## TO DO
Please tally the lines below that contain the string "join" and reply with that figure only.

## EXERCISE INPUTS
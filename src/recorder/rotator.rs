//! Age-bounded shard files for one recorder prefix.
//!
//! Shards are named `<prefix>.<start>-` while active and
//! `<prefix>.<start>-<end>` once closed. Every write goes through a temp
//! file in the same directory and an atomic rename, so readers only ever see
//! complete shards.

use std::fs;
use std::io::Write;
use std::path::{Path, PathBuf};

use tracing::{debug, info, warn};

use super::codec;
use crate::error::StatsError;
use crate::stats::collection::Collection;

const TEMP_PREFIX: &str = ".tmp-";

/// One shard file on disk.
#[derive(Debug, Clone, PartialEq, Eq)]
pub struct Shard {
    pub path: PathBuf,
    pub start: i64,
    /// `None` while the shard is still accepting writes.
    pub end: Option<i64>,
}

impl Shard {
    pub fn is_active(&self) -> bool {
        self.end.is_none()
    }
}

#[derive(Debug)]
pub struct FileRotator {
    dir: PathBuf,
    prefix: String,
    rotate_age: i64,
    delete_age: i64,
}

impl FileRotator {
    /// Opens the shard directory, creating it if needed and removing temp
    /// files left behind by an interrupted write.
    pub fn new(
        dir: impl Into<PathBuf>,
        prefix: impl Into<String>,
        rotate_age: i64,
        delete_age: i64,
    ) -> Result<Self, StatsError> {
        let dir = dir.into();
        fs::create_dir_all(&dir)
            .map_err(|e| StatsError::io(format!("creating {}", dir.display()), e))?;

        let rotator = Self {
            dir,
            prefix: prefix.into(),
            rotate_age,
            delete_age,
        };
        rotator.remove_temp_files()?;
        Ok(rotator)
    }

    /// Opens the shard directory without touching it. Used for stores that
    /// are only read, where leftover temp files belong to another writer.
    pub fn read_only(
        dir: impl Into<PathBuf>,
        prefix: impl Into<String>,
        rotate_age: i64,
        delete_age: i64,
    ) -> Self {
        Self {
            dir: dir.into(),
            prefix: prefix.into(),
            rotate_age,
            delete_age,
        }
    }

    fn remove_temp_files(&self) -> Result<(), StatsError> {
        for entry in self.read_dir()? {
            let name = entry.file_name();
            let Some(name) = name.to_str() else {
                continue;
            };
            if name.starts_with(TEMP_PREFIX) {
                debug!(path = %entry.path().display(), "removing leftover temp file");
                fs::remove_file(entry.path()).map_err(|e| {
                    StatsError::io(format!("removing {}", entry.path().display()), e)
                })?;
            }
        }
        Ok(())
    }

    fn read_dir(&self) -> Result<Vec<fs::DirEntry>, StatsError> {
        let entries = fs::read_dir(&self.dir)
            .map_err(|e| StatsError::io(format!("listing {}", self.dir.display()), e))?;
        entries
            .collect::<Result<Vec<_>, _>>()
            .map_err(|e| StatsError::io(format!("listing {}", self.dir.display()), e))
    }

    fn parse_name(&self, name: &str) -> Option<(i64, Option<i64>)> {
        let rest = name.strip_prefix(&self.prefix)?.strip_prefix('.')?;
        let (start, end) = rest.split_once('-')?;
        let start = start.parse().ok()?;
        let end = if end.is_empty() {
            None
        } else {
            Some(end.parse().ok()?)
        };
        Some((start, end))
    }

    fn shard_path(&self, start: i64, end: Option<i64>) -> PathBuf {
        let name = match end {
            Some(end) => format!("{}.{}-{}", self.prefix, start, end),
            None => format!("{}.{}-", self.prefix, start),
        };
        self.dir.join(name)
    }

    /// Shards of this prefix ordered by start time.
    pub fn shards(&self) -> Result<Vec<Shard>, StatsError> {
        let mut shards: Vec<Shard> = self
            .read_dir()?
            .into_iter()
            .filter_map(|entry| {
                let name = entry.file_name();
                let (start, end) = self.parse_name(name.to_str()?)?;
                Some(Shard {
                    path: entry.path(),
                    start,
                    end,
                })
            })
            .collect();
        shards.sort_by_key(|s| (s.start, s.end.unwrap_or(i64::MAX)));
        Ok(shards)
    }

    pub fn read(&self, shard: &Shard) -> Result<Collection, StatsError> {
        let data = fs::read(&shard.path)
            .map_err(|e| StatsError::io(format!("reading {}", shard.path.display()), e))?;
        codec::decode(&data).map_err(|source| StatsError::Corrupt {
            path: shard.path.clone(),
            source,
        })
    }

    /// Decodes every shard into one collection.
    pub fn read_all(&self, bucket_duration: i64) -> Result<Collection, StatsError> {
        let mut out = Collection::new(bucket_duration);
        for shard in self.shards()? {
            out.record_collection(&self.read(&shard)?);
        }
        out.mark_clean();
        Ok(out)
    }

    fn write_path(&self, path: &Path, collection: &Collection) -> Result<(), StatsError> {
        let bytes = codec::encode(collection).map_err(StatsError::Encode)?;
        atomic_write(&self.dir, path, &bytes)
    }

    /// Merges `pending` into the active shard, opening one at `now` if none
    /// exists.
    pub fn combine_active(&self, now: i64, pending: &Collection) -> Result<(), StatsError> {
        let active = self.shards()?.into_iter().find(Shard::is_active);
        let (path, mut combined) = match active {
            Some(shard) => {
                let existing = self.read(&shard)?;
                (shard.path, existing)
            }
            None => (
                self.shard_path(now, None),
                Collection::new(pending.bucket_duration()),
            ),
        };
        combined.record_collection(pending);
        self.write_path(&path, &combined)
    }

    /// Writes `collection` as a closed shard spanning its own time range,
    /// merging with a shard that already has that name.
    pub fn write_closed(&self, collection: &Collection) -> Result<(), StatsError> {
        let (Some(start), Some(end)) = (collection.start_millis(), collection.end_millis()) else {
            return Ok(());
        };
        let shard = Shard {
            path: self.shard_path(start, Some(end)),
            start,
            end: Some(end),
        };
        let mut combined = if shard.path.exists() {
            self.read(&shard)?
        } else {
            Collection::new(collection.bucket_duration())
        };
        combined.record_collection(collection);
        self.write_path(&shard.path, &combined)
    }

    /// Closes the active shard once it is `rotate_age` old and deletes closed
    /// shards that ended `delete_age` ago or earlier.
    pub fn maybe_rotate(&self, now: i64) -> Result<(), StatsError> {
        let rotate_before = now.saturating_sub(self.rotate_age);
        let delete_before = now.saturating_sub(self.delete_age);

        for shard in self.shards()? {
            match shard.end {
                None if shard.start <= rotate_before => {
                    let closed = self.shard_path(shard.start, Some(now));
                    info!(prefix = %self.prefix, start = shard.start, end = now, "rotating shard");
                    fs::rename(&shard.path, &closed).map_err(|e| {
                        StatsError::io(format!("rotating {}", shard.path.display()), e)
                    })?;
                }
                Some(end) if end <= delete_before => {
                    info!(prefix = %self.prefix, start = shard.start, end, "deleting expired shard");
                    fs::remove_file(&shard.path).map_err(|e| {
                        StatsError::io(format!("deleting {}", shard.path.display()), e)
                    })?;
                }
                _ => {}
            }
        }
        Ok(())
    }

    /// Applies `rewrite` to every shard, deleting shards left empty.
    pub fn rewrite_all<F>(&self, mut rewrite: F) -> Result<(), StatsError>
    where
        F: FnMut(&mut Collection),
    {
        for shard in self.shards()? {
            let mut collection = self.read(&shard)?;
            rewrite(&mut collection);
            if collection.is_empty() {
                fs::remove_file(&shard.path).map_err(|e| {
                    StatsError::io(format!("deleting {}", shard.path.display()), e)
                })?;
            } else if collection.is_dirty() {
                self.write_path(&shard.path, &collection)?;
            }
        }
        Ok(())
    }

    /// Removes every shard of this prefix.
    pub fn delete_all(&self) -> Result<(), StatsError> {
        for shard in self.shards()? {
            warn!(path = %shard.path.display(), "deleting shard");
            fs::remove_file(&shard.path)
                .map_err(|e| StatsError::io(format!("deleting {}", shard.path.display()), e))?;
        }
        Ok(())
    }
}

/// Replaces `path` with `bytes` through a synced temp file in `dir`, so a
/// crash leaves either the old or the new content.
pub(crate) fn atomic_write(dir: &Path, path: &Path, bytes: &[u8]) -> Result<(), StatsError> {
    let mut tmp = tempfile::Builder::new()
        .prefix(TEMP_PREFIX)
        .tempfile_in(dir)
        .map_err(|e| StatsError::io(format!("creating temp file in {}", dir.display()), e))?;
    tmp.as_file_mut()
        .write_all(bytes)
        .map_err(|e| StatsError::io("writing temp file", e))?;
    tmp.as_file()
        .sync_all()
        .map_err(|e| StatsError::io("syncing temp file", e))?;
    tmp.persist(path)
        .map_err(|e| StatsError::io(format!("renaming into {}", path.display()), e.error))?;
    Ok(())
}

#[cfg(test)]
mod tests {
    use super::*;
    use crate::stats::collection::HistoryKey;
    use crate::stats::identity::{IdentitySet, NetworkIdentity};
    use crate::stats::{Counters, TrafficSet};

    const HOUR: i64 = 3_600_000;

    fn collection_at(t: i64, rx: i64) -> Collection {
        let ident: IdentitySet = [NetworkIdentity::wifi("\"home\"")].into_iter().collect();
        let mut c = Collection::new(HOUR);
        c.record_at(
            HistoryKey::new(ident, 10_001, TrafficSet::Default, 0),
            t,
            Counters::bytes(rx, 0),
        );
        c
    }

    #[test]
    fn test_combine_active_creates_then_appends() {
        let dir = tempfile::tempdir().expect("tempdir");
        let rotator = FileRotator::new(dir.path(), "uid", 10 * HOUR, 100 * HOUR).expect("open");

        rotator
            .combine_active(HOUR, &collection_at(HOUR, 10))
            .expect("first write");
        rotator
            .combine_active(2 * HOUR, &collection_at(2 * HOUR, 5))
            .expect("second write");

        let shards = rotator.shards().expect("list");
        assert_eq!(shards.len(), 1);
        assert_eq!(shards[0].start, HOUR);
        assert!(shards[0].is_active());
        assert_eq!(rotator.read_all(HOUR).expect("read").total_bytes(), 15);
    }

    #[test]
    fn test_rotate_and_delete_by_age() {
        let dir = tempfile::tempdir().expect("tempdir");
        let rotator = FileRotator::new(dir.path(), "dev", 2 * HOUR, 5 * HOUR).expect("open");

        rotator.combine_active(0, &collection_at(0, 1)).expect("write");
        rotator.maybe_rotate(HOUR).expect("too young");
        assert!(rotator.shards().expect("list")[0].is_active());

        rotator.maybe_rotate(2 * HOUR).expect("rotate");
        let shards = rotator.shards().expect("list");
        assert_eq!(shards[0].end, Some(2 * HOUR));
        assert!(dir.path().join("dev.0-7200000").exists());

        rotator.maybe_rotate(6 * HOUR).expect("not expired");
        assert_eq!(rotator.shards().expect("list").len(), 1);
        rotator.maybe_rotate(7 * HOUR).expect("expire");
        assert!(rotator.shards().expect("list").is_empty());
    }

    #[test]
    fn test_prefixes_do_not_collide() {
        let dir = tempfile::tempdir().expect("tempdir");
        let uid = FileRotator::new(dir.path(), "uid", HOUR, HOUR).expect("open");
        let uid_tag = FileRotator::new(dir.path(), "uid_tag", HOUR, HOUR).expect("open");
        fs::write(dir.path().join("import.attempts"), b"1").expect("write counter");

        uid.combine_active(0, &collection_at(0, 1)).expect("write");
        uid_tag.combine_active(0, &collection_at(0, 1)).expect("write");

        assert_eq!(uid.shards().expect("list").len(), 1);
        assert_eq!(uid_tag.shards().expect("list").len(), 1);
    }

    #[test]
    fn test_open_removes_temp_files() {
        let dir = tempfile::tempdir().expect("tempdir");
        let stray = dir.path().join(".tmp-abc123");
        fs::write(&stray, b"partial").expect("write");

        FileRotator::new(dir.path(), "xt", HOUR, HOUR).expect("open");
        assert!(!stray.exists());
    }

    #[test]
    fn test_rewrite_all_deletes_emptied_shards() {
        let dir = tempfile::tempdir().expect("tempdir");
        let rotator = FileRotator::new(dir.path(), "uid", HOUR, 100 * HOUR).expect("open");
        rotator.write_closed(&collection_at(0, 3)).expect("closed");
        rotator
            .combine_active(5 * HOUR, &collection_at(5 * HOUR, 4))
            .expect("active");

        rotator
            .rewrite_all(|c| c.remove_history_before(2 * HOUR))
            .expect("rewrite");

        let shards = rotator.shards().expect("list");
        assert_eq!(shards.len(), 1);
        assert!(shards[0].is_active());
        assert_eq!(rotator.read_all(HOUR).expect("read").total_bytes(), 4);
    }

    #[test]
    fn test_corrupt_shard_is_reported() {
        let dir = tempfile::tempdir().expect("tempdir");
        let rotator = FileRotator::new(dir.path(), "uid", HOUR, HOUR).expect("open");
        fs::write(dir.path().join("uid.0-"), b"garbage that is not a shard at all, not even close")
            .expect("write");

        let err = rotator.read_all(HOUR).expect_err("corrupt");
        assert!(err.is_corrupt());
    }
}
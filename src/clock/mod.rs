use std::sync::atomic::{AtomicI64, Ordering};
use std::time::{Duration, Instant};

/// Time source for the engine. All values are milliseconds.
pub trait Clock: Send + Sync {
    /// Wall clock time since the Unix epoch.
    fn now_millis(&self) -> i64;

    /// Monotonic time since the clock was created (stands in for uptime).
    fn elapsed_realtime_millis(&self) -> i64;

    /// Wall clock time at which the monotonic clock started.
    fn boot_time_millis(&self) -> i64 {
        self.now_millis() - self.elapsed_realtime_millis()
    }
}

/// System wall clock plus a monotonic clock started at construction.
#[derive(Debug)]
pub struct SystemClock {
    started: Instant,
}

impl SystemClock {
    pub fn new() -> Self {
        Self {
            started: Instant::now(),
        }
    }
}

impl Default for SystemClock {
    fn default() -> Self {
        Self::new()
    }
}

impl Clock for SystemClock {
    fn now_millis(&self) -> i64 {
        chrono::Utc::now().timestamp_millis()
    }

    fn elapsed_realtime_millis(&self) -> i64 {
        i64::try_from(self.started.elapsed().as_millis()).unwrap_or(i64::MAX)
    }
}

/// Clock that only moves when told to.
#[derive(Debug, Default)]
pub struct ManualClock {
    now: AtomicI64,
    elapsed: AtomicI64,
}

impl ManualClock {
    pub fn new(now_millis: i64) -> Self {
        Self {
            now: AtomicI64::new(now_millis),
            elapsed: AtomicI64::new(0),
        }
    }

    pub fn set(&self, now_millis: i64) {
        let prev = self.now.swap(now_millis, Ordering::SeqCst);
        if now_millis > prev {
            self.elapsed.fetch_add(now_millis - prev, Ordering::SeqCst);
        }
    }

    pub fn advance(&self, by: Duration) {
        let by = i64::try_from(by.as_millis()).unwrap_or(i64::MAX);
        self.now.fetch_add(by, Ordering::SeqCst);
        self.elapsed.fetch_add(by, Ordering::SeqCst);
    }
}

impl Clock for ManualClock {
    fn now_millis(&self) -> i64 {
        self.now.load(Ordering::SeqCst)
    }

    fn elapsed_realtime_millis(&self) -> i64 {
        self.elapsed.load(Ordering::SeqCst)
    }
}

#[cfg(test)]
mod tests {
    use super::*;

    #[test]
    fn test_system_clock_is_after_2020() {
        let clock = SystemClock::new();
        assert!(clock.now_millis() > 1_577_836_800_000);
        assert!(clock.elapsed_realtime_millis() >= 0);
        assert!(clock.boot_time_millis() <= clock.now_millis());
    }

    #[test]
    fn test_manual_clock_advance() {
        let clock = ManualClock::new(1_000);
        clock.advance(Duration::from_secs(60));
        assert_eq!(clock.now_millis(), 61_000);
        assert_eq!(clock.elapsed_realtime_millis(), 60_000);
        assert_eq!(clock.boot_time_millis(), 1_000);
    }

    #[test]
    fn test_manual_clock_set_backwards_keeps_uptime() {
        let clock = ManualClock::new(10_000);
        clock.set(15_000);
        clock.set(5_000);
        assert_eq!(clock.now_millis(), 5_000);
        assert_eq!(clock.elapsed_realtime_millis(), 5_000);
    }
}
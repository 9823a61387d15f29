//! Durable owner of one accounting dimension.
//!
//! A [`Recorder`] turns cumulative snapshots into deltas, buffers them in a
//! pending [`Collection`] and persists them through a [`FileRotator`]. The
//! complete history is loaded lazily on the first query and kept in sync
//! with every later write.

pub mod codec;
pub mod rotator;

use std::collections::HashMap;
use std::path::PathBuf;
use std::sync::Arc;

use tracing::{debug, error, info, warn};

use crate::error::StatsError;
use crate::stats::collection::{Collection, HistoryKey};
use crate::stats::identity::IdentitySet;
use crate::stats::snapshot::Snapshot;
use crate::stats::TAG_NONE;

use self::rotator::FileRotator;

/// Which tags a recorder keeps.
#[derive(Debug, Clone, Copy, PartialEq, Eq)]
pub enum TagFilter {
    Any,
    UntaggedOnly,
    TaggedOnly,
}

impl TagFilter {
    fn accepts(self, tag: i32) -> bool {
        match self {
            Self::Any => true,
            Self::UntaggedOnly => tag == TAG_NONE,
            Self::TaggedOnly => tag != TAG_NONE,
        }
    }
}

/// Bucket and retention settings of one recorder, in milliseconds.
#[derive(Debug, Clone, Copy, PartialEq, Eq)]
pub struct RecorderSettings {
    pub bucket_duration: i64,
    pub rotate_age: i64,
    pub delete_age: i64,
}

/// Result of feeding one snapshot to a recorder.
#[derive(Debug, Clone, Copy, Default, PartialEq, Eq)]
pub struct RecordOutcome {
    /// Rows whose counters went backwards.
    pub anomalies: u64,
    /// Bytes added to the pending collection.
    pub bytes: i64,
}

#[derive(Debug)]
pub struct Recorder {
    name: String,
    rotator: FileRotator,
    settings: RecorderSettings,
    persist_threshold: i64,
    tags: TagFilter,
    wipe_on_error: bool,
    last_snapshot: Option<Snapshot>,
    pending: Collection,
    complete: Option<Arc<Collection>>,
}

impl Recorder {
    pub fn open(
        dir: impl Into<PathBuf>,
        name: impl Into<String>,
        settings: RecorderSettings,
        persist_threshold: i64,
        tags: TagFilter,
        wipe_on_error: bool,
    ) -> Result<Self, StatsError> {
        let name = name.into();
        let rotator = FileRotator::new(dir, name.clone(), settings.rotate_age, settings.delete_age)?;
        Ok(Self::with_rotator(
            name,
            rotator,
            settings,
            persist_threshold,
            tags,
            wipe_on_error,
        ))
    }

    /// Opens shards in `dir` for reading only. Nothing in the directory is
    /// created or cleaned up, and corrupt shards are reported rather than
    /// wiped.
    pub fn open_read_only(
        dir: impl Into<PathBuf>,
        name: impl Into<String>,
        settings: RecorderSettings,
    ) -> Self {
        let name = name.into();
        let rotator =
            FileRotator::read_only(dir, name.clone(), settings.rotate_age, settings.delete_age);
        Self::with_rotator(name, rotator, settings, i64::MAX, TagFilter::Any, false)
    }

    fn with_rotator(
        name: String,
        rotator: FileRotator,
        settings: RecorderSettings,
        persist_threshold: i64,
        tags: TagFilter,
        wipe_on_error: bool,
    ) -> Self {
        Self {
            name,
            rotator,
            settings,
            persist_threshold,
            tags,
            wipe_on_error,
            last_snapshot: None,
            pending: Collection::new(settings.bucket_duration),
            complete: None,
        }
    }

    pub fn name(&self) -> &str {
        &self.name
    }

    pub fn settings(&self) -> RecorderSettings {
        self.settings
    }

    pub fn pending_bytes(&self) -> i64 {
        self.pending.total_bytes()
    }

    /// Diffs `snapshot` against the previous one and records the delta at
    /// `now` under the identity set of each row's interface.
    ///
    /// The first snapshot only establishes the baseline.
    pub fn record_snapshot(
        &mut self,
        snapshot: Snapshot,
        ifaces: &HashMap<String, IdentitySet>,
        now: i64,
    ) -> RecordOutcome {
        let mut outcome = RecordOutcome::default();
        let Some(previous) = self.last_snapshot.replace(snapshot) else {
            debug!(recorder = %self.name, "recorded baseline snapshot");
            return outcome;
        };
        let Some(current) = self.last_snapshot.as_ref() else {
            return outcome;
        };

        let name = self.name.as_str();
        let delta = current.subtract(&previous, |key, prev, cur| {
            warn!(
                recorder = %name,
                iface = %key.iface,
                uid = key.uid,
                tag = key.tag,
                previous = ?prev,
                current = ?cur,
                "counter went backwards, using current reading as delta"
            );
            outcome.anomalies += 1;
        });

        let mut complete = self.complete.as_mut().map(Arc::make_mut);
        for (key, counters) in delta.iter() {
            if !self.tags.accepts(key.tag) {
                continue;
            }
            let Some(ident) = ifaces.get(&key.iface) else {
                debug!(recorder = %name, iface = %key.iface, "no identity for interface, skipping");
                continue;
            };
            let history_key = HistoryKey::new(ident.clone(), key.uid, key.set, key.tag);
            if let Some(complete) = complete.as_deref_mut() {
                complete.record_at(history_key.clone(), now, *counters);
            }
            self.pending.record_at(history_key, now, *counters);
            outcome.bytes = outcome.bytes.saturating_add(counters.total_bytes());
        }
        outcome
    }

    /// Persists when enough bytes are pending, otherwise only rotates.
    /// Returns true if pending data was written.
    pub fn maybe_persist(&mut self, now: i64) -> Result<bool, StatsError> {
        if self.pending.total_bytes() >= self.persist_threshold {
            self.force_persist(now)?;
            Ok(true)
        } else {
            self.rotator.maybe_rotate(now)?;
            Ok(false)
        }
    }

    /// Writes pending data into the active shard, then applies rotation and
    /// retention. Pending data is kept only if the shard write fails; once
    /// written it is cleared even if rotation fails afterwards.
    pub fn force_persist(&mut self, now: i64) -> Result<(), StatsError> {
        if self.pending.is_dirty() && !self.pending.is_empty() {
            self.rotator.combine_active(now, &self.pending)?;
            info!(
                recorder = %self.name,
                bytes = self.pending.total_bytes(),
                "persisted pending stats"
            );
        }
        self.pending = Collection::new(self.settings.bucket_duration);

        let cutoff = now.saturating_sub(self.settings.delete_age);
        if let Some(complete) = self.complete.as_mut() {
            if complete.start_millis().is_some_and(|start| start < cutoff) {
                Arc::make_mut(complete).trim_before(cutoff);
            }
        }
        self.rotator.maybe_rotate(now)
    }

    /// Returns the full history, loading it from disk on first use.
    ///
    /// A corrupt shard wipes this recorder's files when `wipe_on_error` is
    /// set; otherwise the error is returned and the files are left alone.
    pub fn get_or_load_complete(&mut self, now: i64) -> Result<Arc<Collection>, StatsError> {
        if let Some(complete) = &self.complete {
            return Ok(Arc::clone(complete));
        }

        let mut loaded = match self.rotator.read_all(self.settings.bucket_duration) {
            Ok(loaded) => loaded,
            Err(e) if self.wipe_on_error => {
                error!(recorder = %self.name, error = %e, "failed to load stats, wiping recorder");
                self.rotator.delete_all()?;
                Collection::new(self.settings.bucket_duration)
            }
            Err(e) => return Err(e),
        };
        loaded.record_collection(&self.pending);
        loaded.trim_before(now.saturating_sub(self.settings.delete_age));
        loaded.mark_clean();

        let complete = Arc::new(loaded);
        self.complete = Some(Arc::clone(&complete));
        Ok(complete)
    }

    /// Folds the untagged history of `uids` into the removed-uid bucket and
    /// drops their tagged history, on disk and in memory.
    pub fn remove_uids(&mut self, uids: &[i32]) -> Result<(), StatsError> {
        self.rotator.rewrite_all(|c| c.remove_uids(uids))?;
        self.pending.remove_uids(uids);
        if let Some(complete) = self.complete.as_mut() {
            Arc::make_mut(complete).remove_uids(uids);
        }
        Ok(())
    }

    /// Drops every bucket starting before `cutoff`, on disk and in memory.
    pub fn remove_data_before(&mut self, cutoff: i64) -> Result<(), StatsError> {
        self.rotator
            .rewrite_all(|c| c.remove_history_before(cutoff))?;
        self.pending.remove_history_before(cutoff);
        if let Some(complete) = self.complete.as_mut() {
            Arc::make_mut(complete).remove_history_before(cutoff);
        }
        Ok(())
    }

    /// Drops every bucket starting at or after `cutoff`, on disk and in
    /// memory.
    pub fn remove_data_from(&mut self, cutoff: i64) -> Result<(), StatsError> {
        self.rotator
            .rewrite_all(|c| c.remove_history_from(cutoff))?;
        self.pending.remove_history_from(cutoff);
        if let Some(complete) = self.complete.as_mut() {
            Arc::make_mut(complete).remove_history_from(cutoff);
        }
        Ok(())
    }

    /// Stores `collection` as a closed shard and merges it into the loaded
    /// complete history, if any.
    pub fn import_collection(&mut self, collection: &Collection) -> Result<(), StatsError> {
        self.rotator.write_closed(collection)?;
        if let Some(complete) = self.complete.as_mut() {
            let merged = Arc::make_mut(complete);
            merged.record_collection(collection);
            merged.mark_clean();
        }
        Ok(())
    }

    /// Deletes all persisted and pending data. The last snapshot survives so
    /// the next poll does not count everything since boot again.
    pub fn reset(&mut self) -> Result<(), StatsError> {
        self.pending = Collection::new(self.settings.bucket_duration);
        self.complete = None;
        self.rotator.delete_all()
    }
}
//! The accounting engine: single-flight polling, per-dimension recording,
//! persistence and the query entry points.

pub mod ifaces;
pub mod provider;
pub mod session;
pub mod source;

use std::ops::BitOr;
use std::path::PathBuf;
use std::sync::atomic::{AtomicBool, Ordering};
use std::sync::Arc;
use std::time::{Duration, Instant};

use dashmap::DashMap;
use parking_lot::Mutex;
use tokio::sync::{broadcast, mpsc};
use tracing::{debug, error, info, warn};

use crate::clock::Clock;
use crate::config::Config;
use crate::error::StatsError;
use crate::export::health::HealthMetrics;
use crate::migrate::{MigrationOutcome, Migrator};
use crate::recorder::{RecordOutcome, Recorder, RecorderSettings, TagFilter};
use crate::stats::collection::Collection;
use crate::stats::snapshot::{EntryKey, Snapshot};
use crate::stats::{user_id_for_uid, SYSTEM_UID, TAG_NONE, UID_TETHERING};

use self::ifaces::{IfaceMaps, NetworkState};
use self::provider::{ProviderEvent, ProviderHandle, ProviderRegistry, StatsProvider};
use self::session::{AccessChecker, StatsSession};
use self::source::CounterSource;

/// What a poll persists.
#[derive(Debug, Clone, Copy, PartialEq, Eq)]
pub struct PollFlags(u32);

impl PollFlags {
    pub const NONE: Self = Self(0);
    /// Consider persisting the `dev` and `xt` recorders.
    pub const PERSIST_NETWORK: Self = Self(1);
    /// Consider persisting the `uid` and `uid_tag` recorders.
    pub const PERSIST_UID: Self = Self(1 << 1);
    pub const PERSIST_ALL: Self = Self(1 | 1 << 1);
    /// Wait for a running poll instead of coalescing, and persist all
    /// recorders regardless of their pending size.
    pub const FORCE: Self = Self(1 << 8);

    pub fn contains(self, other: Self) -> bool {
        self.0 & other.0 == other.0
    }
}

## ANSWER
5